### FTP API data grab

This file contains the code for downloading a FTP transcription export from their API

Still a work in progress

I am using Python's requests library because I have more facility in Python and Windows PowerShell is a curse that I prefer not to suffer under when I can avoid it.
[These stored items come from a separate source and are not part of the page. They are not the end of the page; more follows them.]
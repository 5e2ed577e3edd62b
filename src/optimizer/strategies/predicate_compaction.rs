//! Optimization Rule - Predicate Compaction
//!
//! Goal: compact multiple predicates on the same column into simplified
//! ranges.
//!
//! ```text
//! col > 5 AND col < 10 AND col > 7 AND col < 9
//!     => col > 7 AND col < 9        (most restrictive bounds only)
//! col > 10 AND col < 5
//!     => FALSE                      (contradiction)
//! ```
//!
//! Runs before the conjuncts are split so it sees whole AND chains.
//! Contradictions fold the condition to literal FALSE, which the
//! empty-table strategy later removes along with its subtree.

use std::collections::HashMap;

use crate::errors::Result;
use crate::expression::{CompareOp, Node, NodeType};
use crate::optimizer::{get_nodes_of_type, OptimizationStrategy, OptimizerContext};
use crate::plan::{LogicalPlan, LogicalPlanNode, LogicalPlanStepType};
use crate::statistics::QueryStatistics;
use crate::value::Value;

pub struct PredicateCompactionStrategy {
    statistics: QueryStatistics,
}

impl PredicateCompactionStrategy {
    pub fn new(statistics: QueryStatistics) -> Self {
        PredicateCompactionStrategy { statistics }
    }
}

/// A single bound in a value range.
#[derive(Debug, Clone)]
struct Limit {
    value: Value,
    inclusive: bool,
}

/// The valid range for one column, narrowed predicate by predicate.
#[derive(Debug, Default)]
struct ValueRange {
    lower: Option<Limit>,
    upper: Option<Limit>,
    /// Number of predicates folded into this range
    absorbed: usize,
    /// A representative identifier node to rebuild comparisons with
    column: Option<Node>,
}

impl ValueRange {
    /// Narrow the range; returns false when the range becomes empty.
    fn update(&mut self, op: CompareOp, value: &Value) -> bool {
        let inclusive = matches!(op, CompareOp::Eq | CompareOp::GtEq | CompareOp::LtEq);

        if matches!(op, CompareOp::Eq | CompareOp::GtEq | CompareOp::Gt) {
            let replace = match &self.lower {
                None => true,
                Some(existing) => match value.compare(&existing.value) {
                    Some(std::cmp::Ordering::Greater) => true,
                    Some(std::cmp::Ordering::Equal) => existing.inclusive && !inclusive,
                    _ => false,
                },
            };
            if replace {
                self.lower = Some(Limit {
                    value: value.clone(),
                    inclusive,
                });
            }
        }
        if matches!(op, CompareOp::Eq | CompareOp::LtEq | CompareOp::Lt) {
            let replace = match &self.upper {
                None => true,
                Some(existing) => match value.compare(&existing.value) {
                    Some(std::cmp::Ordering::Less) => true,
                    Some(std::cmp::Ordering::Equal) => existing.inclusive && !inclusive,
                    _ => false,
                },
            };
            if replace {
                self.upper = Some(Limit {
                    value: value.clone(),
                    inclusive,
                });
            }
        }
        self.absorbed += 1;
        self.is_valid()
    }

    fn is_valid(&self) -> bool {
        let (Some(lower), Some(upper)) = (&self.lower, &self.upper) else {
            return true;
        };
        match lower.value.compare(&upper.value) {
            Some(std::cmp::Ordering::Less) => true,
            Some(std::cmp::Ordering::Equal) => lower.inclusive && upper.inclusive,
            _ => false,
        }
    }

    /// Rebuild the minimal predicate list for this range.
    fn rebuild(&self) -> Vec<Node> {
        let Some(column) = &self.column else {
            return Vec::new();
        };
        // a closed point range is an equality
        if let (Some(lower), Some(upper)) = (&self.lower, &self.upper) {
            if lower.inclusive
                && upper.inclusive
                && lower.value.compare(&upper.value) == Some(std::cmp::Ordering::Equal)
            {
                return vec![Node::comparison(
                    CompareOp::Eq,
                    column.clone(),
                    Node::literal(lower.value.clone()),
                )];
            }
        }
        let mut predicates = Vec::new();
        if let Some(lower) = &self.lower {
            let op = if lower.inclusive {
                CompareOp::GtEq
            } else {
                CompareOp::Gt
            };
            predicates.push(Node::comparison(
                op,
                column.clone(),
                Node::literal(lower.value.clone()),
            ));
        }
        if let Some(upper) = &self.upper {
            let op = if upper.inclusive {
                CompareOp::LtEq
            } else {
                CompareOp::Lt
            };
            predicates.push(Node::comparison(
                op,
                column.clone(),
                Node::literal(upper.value.clone()),
            ));
        }
        predicates
    }
}

fn flatten_and(node: Node, out: &mut Vec<Node>) {
    let mut node = node;
    while node.node_type == NodeType::Nested {
        match node.centre {
            Some(inner) => node = *inner,
            None => return,
        }
    }
    if node.node_type == NodeType::And {
        if let Some(left) = node.left {
            flatten_and(*left, out);
        }
        if let Some(right) = node.right {
            flatten_and(*right, out);
        }
    } else {
        out.push(node);
    }
}

/// Is this conjunct a `column <op> numeric-literal` we can track?
fn trackable(conjunct: &Node) -> Option<(String, Node, CompareOp, Value)> {
    if conjunct.node_type != NodeType::ComparisonOperator {
        return None;
    }
    let op = conjunct.value.as_comparison()?;
    if !matches!(
        op,
        CompareOp::Eq | CompareOp::GtEq | CompareOp::LtEq | CompareOp::Gt | CompareOp::Lt
    ) {
        return None;
    }
    let left = conjunct.left.as_deref()?;
    let right = conjunct.right.as_deref()?;
    if left.node_type != NodeType::Identifier || right.node_type != NodeType::Literal {
        return None;
    }
    let identity = left.identity()?.to_string();
    let value = right.value.as_literal()?;
    if !matches!(value, Value::Integer(_) | Value::Double(_)) {
        return None;
    }
    Some((identity, left.clone(), op, value.clone()))
}

fn compact_condition(condition: Node, statistics: &QueryStatistics) -> Node {
    let mut conjuncts = Vec::new();
    flatten_and(condition.clone(), &mut conjuncts);
    if conjuncts.len() < 2 {
        return condition;
    }

    let mut ranges: HashMap<String, ValueRange> = HashMap::new();
    let mut order: Vec<String> = Vec::new();
    let mut leftovers = Vec::new();

    for conjunct in conjuncts {
        match trackable(&conjunct) {
            Some((identity, column, op, value)) => {
                let range = ranges.entry(identity.clone()).or_default();
                if range.column.is_none() {
                    range.column = Some(column);
                    order.push(identity);
                }
                if !range.update(op, &value) {
                    statistics.increment("optimization_predicate_compaction_contradiction", 1);
                    return Node::literal(Value::Boolean(false));
                }
            }
            None => leftovers.push(conjunct),
        }
    }

    let mut compacted = Vec::new();
    let mut reduced = false;
    for identity in &order {
        let range = &ranges[identity];
        let rebuilt = range.rebuild();
        if rebuilt.len() < range.absorbed {
            reduced = true;
        }
        compacted.extend(rebuilt);
    }
    if !reduced {
        return condition;
    }
    statistics.increment("optimization_predicate_compaction", 1);

    compacted.extend(leftovers);
    let mut result = compacted.remove(0);
    for predicate in compacted {
        result = Node::and(result, predicate);
    }
    result
}

impl OptimizationStrategy for PredicateCompactionStrategy {
    fn name(&self) -> &'static str {
        "PredicateCompaction"
    }

    fn visit(&self, node: &LogicalPlanNode, context: &mut OptimizerContext) -> Result<()> {
        if node.step != LogicalPlanStepType::Filter {
            return Ok(());
        }
        let mut node = node.clone();
        if let Some(condition) = node.condition.take() {
            node.condition = Some(compact_condition(condition, &self.statistics));
        }
        context.optimized_plan.add_node(context.node_id.clone(), node);
        Ok(())
    }

    fn should_i_run(&self, plan: &LogicalPlan) -> bool {
        !get_nodes_of_type(plan, &[LogicalPlanStepType::Filter]).is_empty()
    }
}

#[cfg(test)]
mod tests {
    use super::*;
    use crate::schema::SchemaColumn;
    use crate::value::ValueType;

    fn id_node() -> Node {
        Node::bound_identifier(SchemaColumn::new("id", ValueType::Integer))
    }

    fn cmp(op: CompareOp, value: i64) -> Node {
        Node::comparison(op, id_node(), Node::literal(Value::Integer(value)))
    }

    #[test]
    fn overlapping_bounds_are_narrowed() {
        // id > 5 AND id < 10 AND id > 7 AND id < 9 => id > 7 AND id < 9
        let condition = Node::and(
            Node::and(
                Node::and(cmp(CompareOp::Gt, 5), cmp(CompareOp::Lt, 10)),
                cmp(CompareOp::Gt, 7),
            ),
            cmp(CompareOp::Lt, 9),
        );
        let compacted = compact_condition(condition, &QueryStatistics::new());
        let mut conjuncts = Vec::new();
        flatten_and(compacted, &mut conjuncts);
        assert_eq!(conjuncts.len(), 2);
        assert_eq!(
            conjuncts[0].right.as_ref().and_then(|r| r.value.as_literal()),
            Some(&Value::Integer(7))
        );
        assert_eq!(
            conjuncts[1].right.as_ref().and_then(|r| r.value.as_literal()),
            Some(&Value::Integer(9))
        );
    }

    #[test]
    fn contradiction_folds_to_false() {
        let condition = Node::and(cmp(CompareOp::Gt, 10), cmp(CompareOp::Lt, 5));
        let compacted = compact_condition(condition, &QueryStatistics::new());
        assert!(compacted.is_literal_false());
    }

    #[test]
    fn point_range_becomes_equality() {
        let condition = Node::and(cmp(CompareOp::GtEq, 7), cmp(CompareOp::LtEq, 7));
        let compacted = compact_condition(condition, &QueryStatistics::new());
        assert_eq!(compacted.value.as_comparison(), Some(CompareOp::Eq));
    }

    #[test]
    fn untrackable_conjuncts_survive() {
        let name = Node::bound_identifier(SchemaColumn::new("name", ValueType::Varchar));
        let like = Node::comparison(
            CompareOp::Like,
            name,
            Node::literal(Value::Varchar("C%".into())),
        );
        let condition = Node::and(
            Node::and(cmp(CompareOp::Gt, 1), cmp(CompareOp::Gt, 3)),
            like.clone(),
        );
        let compacted = compact_condition(condition, &QueryStatistics::new());
        let mut conjuncts = Vec::new();
        flatten_and(compacted, &mut conjuncts);
        // the two lower bounds collapse to one, the LIKE survives
        assert_eq!(conjuncts.len(), 2);
        assert!(conjuncts
            .iter()
            .any(|c| c.value.as_comparison() == Some(CompareOp::Like)));
    }

    #[test]
    fn single_predicate_left_alone() {
        let condition = cmp(CompareOp::Gt, 1);
        let compacted = compact_condition(condition.clone(), &QueryStatistics::new());
        assert_eq!(compacted.uuid, condition.uuid);
    }
}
If on a MacOS or Linux/Unix system, the documentation on the FTP website explains how to accomplish this from the command line: https://content.fromthepage.com/project-owner-documentation/api-keys/ 

In [1]:
# hiding the API key
import os
import dotenv

# change to the directory where the dotenv file is (unique for each person)
os.chdir("/Users/charl/JBPP")

# load in stuff hidden in the .env file
dotenv.load_dotenv()
JBPP_key = os.getenv('JBPP_key')

In [3]:
# import required packages
import requests
import pandas as pd
import json
import re

# code to create post request
apikey = JBPP_key

root = "http://fromthepage.com/iiif"
endpoint = "/collection/charlie-transfer-to-drupal" # this endpoint is the only thing that needs editing 
# use IIIF slug found at bottom of "export" tab in FTP document set you want to export from
headers = {"Authorization": f"Token token={apikey}"}

In [5]:
# submit post request using requests library (operates same as cURL, just in Python)
response = requests.post(root+endpoint, headers=headers)


In [4]:
# to run if you wanna look at the raw text or check status

# print(response.status_code)
# should be 200
# print(response.text)

In [7]:
# convert to dataframe using json_normalize
# record_path=['manifests'] is to ignore metadata associated with the API call that's returned in the response
# but is not connected to the actual doc set content
response_df = pd.json_normalize(json.loads(response.text), record_path=['manifests'])

In [11]:
# if interested in taking a look at the dataframe:

# response_df.head()
# I'm curious if anything else will become metadata because there's more metadata in the bulk uploaded documents
# If it breaks later, refer to that column to see how to fix it

In [7]:
# don't run this cell (you can, you just don't need to)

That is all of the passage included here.